Merrill Lynch Says It Is Time to Buy the Dividend Growth REITs

Rising interest rates have hammered numerous sectors of the stock market. Mortgage real estate investment trusts (REITs), master limited partnerships and the traditional REIT stocks have all taken a beating. Typically market volatility like we have experienced so far this summer can signal a change in leadership within a sector. The REIT analysts at Merrill Lynch think that this is indeed the case.

Recently we have written at length about the market leadership of stocks that have dividend growth potential over high-yielding dividend stocks. The REIT team at Merrill Lynch feels strongly that the key for investors within their sector is exactly the same. Abandon high-yielding names for the REITs that can grow their dividend over time. In a new report, they highlight a list of top REITs to buy that should excel at providing investors dividend growth.

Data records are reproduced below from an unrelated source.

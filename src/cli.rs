use clap::{Parser, Subcommand};
use recipe_lookup_common::FilterType;

#[derive(Parser)]
#[command(name = "recipe-lookup")]
#[command(about = "レシピ検索・分量調整・単位変換・お気に入り管理", long_about = None)]
pub struct Cli {
    #[command(subcommand)]
    pub command: Commands,

    /// 詳細ログを出力
    #[arg(short, long, global = true)]
    pub verbose: bool,

    /// レシピAPIのURL（設定ファイル・RECIPE_API_URLより優先）
    #[arg(long, global = true)]
    pub api_url: Option<String>,
}

#[derive(Subcommand)]
pub enum Commands {
    /// おすすめ料理を表示
    Suggest,

    /// 料理名からレシピを生成
    Recipe {
        /// 料理名
        #[arg(required = true)]
        dish: String,

        /// 人数（省略時はレシピの人数）
        #[arg(short, long)]
        servings: Option<u32>,
    },

    /// 食材リストからレシピを生成
    Ingredients {
        /// カンマ区切りの食材（例: "chicken, rice, garlic"）
        #[arg(required = true)]
        list: String,

        /// フィルタ (tasty/healthy/quick)
        #[arg(short, long)]
        filter: Option<FilterType>,

        /// 人数
        #[arg(short, long)]
        servings: Option<u32>,
    },

    /// 材料の代替候補を表示
    Replace {
        /// 材料名
        #[arg(required = true)]
        ingredient: String,

        /// レシピ名
        #[arg(short, long)]
        recipe: String,
    },

    /// 単位変換（例: convert 2 cup ml）
    Convert {
        #[arg(allow_hyphen_values = true)]
        value: f64,
        from: String,
        to: String,
    },

    /// 分量を人数比でスケール（例: scale "1 1/2 cups" --from 4 --to 6）
    Scale {
        measure: String,

        /// 元の人数
        #[arg(long)]
        from: u32,

        /// 新しい人数
        #[arg(long)]
        to: u32,
    },

    /// お気に入り管理
    Favorites {
        #[command(subcommand)]
        action: Option<FavoritesAction>,
    },

    /// 対話モード
    Interactive {
        /// 開始時のモード (recipe/parse)
        #[arg(short, long, default_value = "recipe")]
        mode: recipe_lookup_common::SearchMode,
    },

    /// 設定を表示/編集
    Config {
        /// APIのURLを設定
        #[arg(long)]
        set_api_url: Option<String>,

        /// 設定を表示
        #[arg(long)]
        show: bool,
    },
}

#[derive(Subcommand, Clone, Debug)]
pub enum FavoritesAction {
    /// 一覧（デフォルト）
    List,

    /// レシピを取得してお気に入りを切り替え
    Toggle { name: String },

    /// 名前で削除
    Remove { name: String },
}

#[cfg(test)]
mod tests {
    use super::*;
    use clap::CommandFactory;

    #[test]
    fn test_cli_definition() {
        Cli::command().debug_assert();
    }

    #[test]
    fn test_parse_ingredients_filter() {
        let cli = Cli::parse_from(["recipe-lookup", "ingredients", "rice, egg", "-f", "quick"]);
        match cli.command {
            Commands::Ingredients { list, filter, .. } => {
                assert_eq!(list, "rice, egg");
                assert_eq!(filter, Some(FilterType::Quick));
            }
            _ => panic!("unexpected command"),
        }
    }

    #[test]
    fn test_parse_scale() {
        let cli = Cli::parse_from(["recipe-lookup", "scale", "1/2 cup", "--from", "2", "--to", "4"]);
        assert!(matches!(cli.command, Commands::Scale { from: 2, to: 4, .. }));
    }
}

SL Green Realty Corp. (NYSE: SLG) engages in the property management, acquisitions, financing, development, construction, and leasing. It also provides tenant services to its clients. The firm invests in real estate markets of the United States. It primarily invests in commercial office and retail properties. Merrill Lynch has a $101 price target for the stock. The Thomson/First Call estimate is lower at $92. Investors receive a 1.5% dividend. REIT distributions can contain return of principal.

CubeSmart (NYSE: CUBE) is a self-administered and self-managed real estate investment trust focused on self-storage facilities. The company announced last week a new $800 million unsecured bank financing package. The new amended credit facilities will help to lower the companies base borrowing costs and keep their debt maturities well staggered. Merrill Lynch has an $18 price target, and the consensus stands at $18 as well. Investors are paid a 2.7% dividend.

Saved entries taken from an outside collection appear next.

//! 単位変換
//!
//! 体積（基準: ml）と重量（基準: g）の2つの静的テーブルで変換する。
//! テーブルをまたぐ変換（体積 ⇔ 重量）は行わない。

use crate::error::ConversionError;
use std::fmt;

/// 単位の系統
#[derive(Debug, Clone, Copy, PartialEq, Eq)]
pub enum Dimension {
    Volume,
    Weight,
}

/// 変換可能な単位
#[derive(Debug, Clone, Copy, PartialEq, Eq)]
pub enum Unit {
    Milliliter,
    Liter,
    Cup,
    Tablespoon,
    Teaspoon,
    FluidOunce,
    Pint,
    Quart,
    Gallon,
    Gram,
    Kilogram,
    Ounce,
    Pound,
}

impl Unit {
    pub const ALL: [Unit; 13] = [
        Unit::Milliliter,
        Unit::Liter,
        Unit::Cup,
        Unit::Tablespoon,
        Unit::Teaspoon,
        Unit::FluidOunce,
        Unit::Pint,
        Unit::Quart,
        Unit::Gallon,
        Unit::Gram,
        Unit::Kilogram,
        Unit::Ounce,
        Unit::Pound,
    ];

    /// 入力キー
    pub fn key(&self) -> &'static str {
        match self {
            Unit::Milliliter => "ml",
            Unit::Liter => "l",
            Unit::Cup => "cup",
            Unit::Tablespoon => "tbsp",
            Unit::Teaspoon => "tsp",
            Unit::FluidOunce => "fl-oz",
            Unit::Pint => "pint",
            Unit::Quart => "quart",
            Unit::Gallon => "gallon",
            Unit::Gram => "g",
            Unit::Kilogram => "kg",
            Unit::Ounce => "oz",
            Unit::Pound => "lb",
        }
    }

    /// 表示名（キーとは別）
    pub fn display_name(&self) -> &'static str {
        match self {
            Unit::Milliliter => "ml",
            Unit::Liter => "L",
            Unit::Cup => "cups",
            Unit::Tablespoon => "tbsp",
            Unit::Teaspoon => "tsp",
            Unit::FluidOunce => "fl oz",
            Unit::Pint => "pints",
            Unit::Quart => "quarts",
            Unit::Gallon => "gallons",
            Unit::Gram => "g",
            Unit::Kilogram => "kg",
            Unit::Ounce => "oz",
            Unit::Pound => "lbs",
        }
    }

    pub fn dimension(&self) -> Dimension {
        match self {
            Unit::Gram | Unit::Kilogram | Unit::Ounce | Unit::Pound => Dimension::Weight,
            _ => Dimension::Volume,
        }
    }

    /// 基準単位（ml / g）への倍率
    pub fn multiplier(&self) -> f64 {
        match self {
            Unit::Milliliter => 1.0,
            Unit::Liter => 1000.0,
            Unit::Cup => 240.0,
            Unit::Tablespoon => 15.0,
            Unit::Teaspoon => 5.0,
            Unit::FluidOunce => 29.5735,
            Unit::Pint => 473.176,
            Unit::Quart => 946.353,
            Unit::Gallon => 3785.41,
            Unit::Gram => 1.0,
            Unit::Kilogram => 1000.0,
            Unit::Ounce => 28.3495,
            Unit::Pound => 453.592,
        }
    }
}

impl std::str::FromStr for Unit {
    type Err = ConversionError;

    fn from_str(s: &str) -> Result<Self, Self::Err> {
        let key = s.trim().to_lowercase();
        Unit::ALL
            .iter()
            .copied()
            .find(|u| u.key() == key)
            .ok_or_else(|| ConversionError::UnknownUnit(s.to_string()))
    }
}

impl fmt::Display for Unit {
    fn fmt(&self, f: &mut fmt::Formatter<'_>) -> fmt::Result {
        f.write_str(self.display_name())
    }
}

/// 変換結果
#[derive(Debug, Clone, Copy, PartialEq)]
pub struct Conversion {
    pub value: f64,
    pub unit: Unit,
}

impl fmt::Display for Conversion {
    fn fmt(&self, f: &mut fmt::Formatter<'_>) -> fmt::Result {
        write!(f, "{} {}", format_magnitude(self.value), self.unit.display_name())
    }
}

/// 数値を変換して生の値を返す
pub fn convert_value(value: f64, from: Unit, to: Unit) -> Result<f64, ConversionError> {
    if !value.is_finite() || value < 0.0 {
        return Err(ConversionError::InvalidInput(value));
    }

    if from.dimension() != to.dimension() {
        return Err(ConversionError::IncompatibleUnits {
            from: from.key().to_string(),
            to: to.key().to_string(),
        });
    }

    let base = value * from.multiplier();
    Ok(base / to.multiplier())
}

/// 単位キー文字列で変換し、表示用文字列を返す
///
/// ```
/// use recipe_lookup_common::units::convert;
///
/// assert_eq!(convert(1.0, "cup", "ml").unwrap(), "240.0 ml");
/// assert_eq!(convert(2.0, "kg", "lb").unwrap(), "4.41 lbs");
/// ```
pub fn convert(value: f64, from: &str, to: &str) -> Result<String, ConversionError> {
    if !value.is_finite() || value < 0.0 {
        return Err(ConversionError::InvalidInput(value));
    }
    let from: Unit = from.parse()?;
    let to: Unit = to.parse()?;
    let converted = convert_value(value, from, to)?;
    Ok(Conversion { value: converted, unit: to }.to_string())
}

/// 桁数に応じた精度で整形
///
/// - 1000以上: 小数0桁
/// - 10以上: 1桁
/// - 1以上: 2桁
/// - 1未満: 3桁
pub fn format_magnitude(value: f64) -> String {
    let decimals = if value >= 1000.0 {
        0
    } else if value >= 10.0 {
        1
    } else if value >= 1.0 {
        2
    } else {
        3
    };
    format!("{:.*}", decimals, round_half_up(value, decimals))
}

/// 四捨五入（0.5は切り上げ）
pub(crate) fn round_half_up(value: f64, decimals: usize) -> f64 {
    let factor = 10f64.powi(decimals as i32);
    let scaled = value * factor;
    // 2進表現の誤差で x.4999.. になった場合を救う
    let nudged = scaled + scaled.abs() * f64::EPSILON * 4.0;
    nudged.round() / factor
}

CoreSite Realty Corp. (NYSE: COR) is a provider of network-dense data center campuses and the CoreSite Mesh, which enable interconnected communities of service providers and enterprises. Favorably positioned in a high demand-low supply market segment, CoreSite operates 14 data centers (1.2 million square feet) and has three more data centers under development. The Merrill Lynch price target for the stock is $38, the same as the consensus target. Investors are paid a 3.7% dividend.

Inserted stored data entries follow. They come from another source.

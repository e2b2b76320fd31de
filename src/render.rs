//! 端末への描画

use recipe_lookup_common::{FavoriteEntry, Presenter, RecipeScreen, Replacement, Suggestion};
use std::io::{self, Stderr, Stdout, Write};

/// 標準出力に描画するPresenter（エラーは標準エラー出力）
pub struct TerminalPresenter<O: Write, E: Write> {
    out: O,
    err: E,
}

impl TerminalPresenter<Stdout, Stderr> {
    pub fn stdout() -> Self {
        Self {
            out: io::stdout(),
            err: io::stderr(),
        }
    }
}

impl<O: Write, E: Write> TerminalPresenter<O, E> {
    pub fn new(out: O, err: E) -> Self {
        Self { out, err }
    }

    pub fn into_parts(self) -> (O, E) {
        (self.out, self.err)
    }

    // 端末への書き込み失敗は表示できないので捨てる
    fn line(&mut self, text: impl AsRef<str>) {
        let _ = writeln!(self.out, "{}", text.as_ref());
    }
}

impl<O: Write, E: Write> Presenter for TerminalPresenter<O, E> {
    fn show_suggestions(&mut self, suggestions: &[Suggestion]) {
        if suggestions.is_empty() {
            self.line("No suggestions available.");
            return;
        }
        self.line("✨ Popular Recipes");
        for (i, s) in suggestions.iter().enumerate() {
            self.line(format!("  [{}] {} {}", i + 1, s.icon, s.name));
        }
    }

    fn show_recipe(&mut self, screen: &RecipeScreen<'_>) {
        let view = screen.view;

        self.line(format!("🍽  {}", view.title));
        if let Some(badge) = view.badge {
            self.line(format!("   [{}]", badge.label()));
        }
        self.line(format!(
            "   Prep: {}  Cook: {}  Category: {}",
            view.prep_time, view.cook_time, view.category
        ));
        self.line(format!("   Image: {}", view.image_url));
        if let Some(description) = &view.description {
            self.line("");
            self.line(format!("   {}", description));
        }

        self.line("");
        self.line(format!("Ingredients ({} servings)", screen.servings));
        for ing in screen.ingredients {
            self.line(format!("  - {} {}", ing.measure, ing.name));
        }

        if !view.instructions.is_empty() {
            self.line("");
            self.line("Instructions");
            for (i, step) in view.instructions.iter().enumerate() {
                self.line(format!("  {}. {}", i + 1, step));
            }
        }

        if !view.nutrition.is_empty() {
            self.line("");
            self.line("Nutrition");
            for row in &view.nutrition {
                self.line(format!("  {:<14} {}", row.label, row.value));
            }
        }

        if let Some(url) = &view.youtube_url {
            self.line("");
            self.line(format!("▶ {}", url));
        }

        self.line("");
        self.line(if screen.favorited {
            "★ In favorites"
        } else {
            "☆ Not in favorites"
        });
    }

    fn show_error(&mut self, message: &str) {
        let _ = writeln!(self.err, "⚠ {}", message);
    }

    fn show_alternatives(&mut self, replacement: &Replacement) {
        self.line(format!("Alternatives for \"{}\"", replacement.original));
        if !replacement.notes.is_empty() {
            self.line(format!("  {}", replacement.notes));
        }
        for alt in &replacement.alternatives {
            self.line(format!("  ✓ {}", alt));
        }
    }

    fn show_favorites(&mut self, favorites: &[FavoriteEntry]) {
        if favorites.is_empty() {
            self.line("No favorite recipes yet.");
            return;
        }

        self.line("❤ My Recipes");
        for (i, fav) in favorites.iter().enumerate() {
            match &fav.category {
                Some(category) => self.line(format!("  [{}] {} ({})", i + 1, fav.name, category)),
                None => self.line(format!("  [{}] {}", i + 1, fav.name)),
            }
        }
    }

    fn show_conversion(&mut self, result: &str) {
        self.line(format!("= {}", result));
    }
}

#[cfg(test)]
mod tests {
    use super::*;
    use recipe_lookup_common::{Ingredient, Recipe, RecipeView};

    fn render(f: impl FnOnce(&mut TerminalPresenter<Vec<u8>, Vec<u8>>)) -> (String, String) {
        let mut presenter = TerminalPresenter::new(Vec::new(), Vec::new());
        f(&mut presenter);
        let (out, err) = presenter.into_parts();
        (
            String::from_utf8(out).unwrap(),
            String::from_utf8(err).unwrap(),
        )
    }

    #[test]
    fn test_show_recipe() {
        let recipe = Recipe {
            name: "Vegan Chili".into(),
            instructions: vec!["Chop".into(), "Simmer".into()],
            ..Default::default()
        };
        let view = RecipeView::from_recipe(&recipe);
        let ingredients = vec![Ingredient::new("3 cups", "beans")];
        let (out, err) = render(|p| {
            p.show_recipe(&RecipeScreen {
                view: &view,
                ingredients: &ingredients,
                servings: 6,
                favorited: true,
            })
        });

        assert!(out.contains("Vegan Chili"));
        assert!(out.contains("[Vegan]"));
        assert!(out.contains("Ingredients (6 servings)"));
        assert!(out.contains("- 3 cups beans"));
        assert!(out.contains("2. Simmer"));
        assert!(out.contains("★ In favorites"));
        assert!(err.is_empty());
    }

    #[test]
    fn test_show_error_goes_to_err() {
        let (out, err) = render(|p| p.show_error("Recipe not found"));
        assert!(out.is_empty());
        assert_eq!(err, "⚠ Recipe not found\n");
    }

    #[test]
    fn test_show_favorites_empty() {
        let (out, _) = render(|p| p.show_favorites(&[]));
        assert_eq!(out, "No favorite recipes yet.\n");
    }

    #[test]
    fn test_show_suggestions_empty() {
        let (out, _) = render(|p| p.show_suggestions(&[]));
        assert_eq!(out, "No suggestions available.\n");
    }
}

Cousins Properties Inc. (NYSE: CUZ) owns, develops and manages real estate portfolio, as well as performing certain real estate-related services in the United States. The company operates through four divisions: Office/Multifamily, Retail, Industrial and Land. Headquartered in Atlanta, the company focuses on properties in the fast growing South, Southeast and Southwest portions of the United States. Merrill Lynch has a $11.75 price objective, and the consensus target is at $10.63. Investors receive a 1.9% dividend.

Apartment Investment & Management Co. (NYSE: AIV) engages in the acquisition, ownership, management, and redevelopment of apartment properties and has consistently grown their dividend. The Merrill Lynch target for the stock is $33, and the consensus is at $32. Investors are paid a 3.4% dividend.

Equity Residential (NYSE: EQR) like other apartment REIT’s, may benefit from rising rates as some potential homebuyers decide against purchasing and continue to rent. With rental vacancy rates still at multiyear lows, rental pricing power is still very strong. Merrill Lynch has a $62 price target, and the consensus target is $62.50. Shareholders are paid a 2.9% dividend.

CyrusOne Inc. (NASDAQ: CONE) high-performance Texas data centers give customers the flexibility to leverage the most advanced server technology, accommodating 250 watts per square foot and higher, which in turn has enabled CyrusOne to become the leading technology provider for seismic exploration research and development. A surging oil industry has spurred high growth for the company. Merrill Lynch has a $24.50 target for the stock, but the consensus target is $25.50. The company has yet to initiate a dividend but is expected to.

With rate risk hurting fixed income and bond proxies, high-dividend yield shifted from being a top 10 strategy through mid-April to the worst performer in May. However, dividend growth has outperformed and may be a better hedge against rising rates. It makes sense for investors to look for dividend growth in all sectors, because that translates to earnings growth.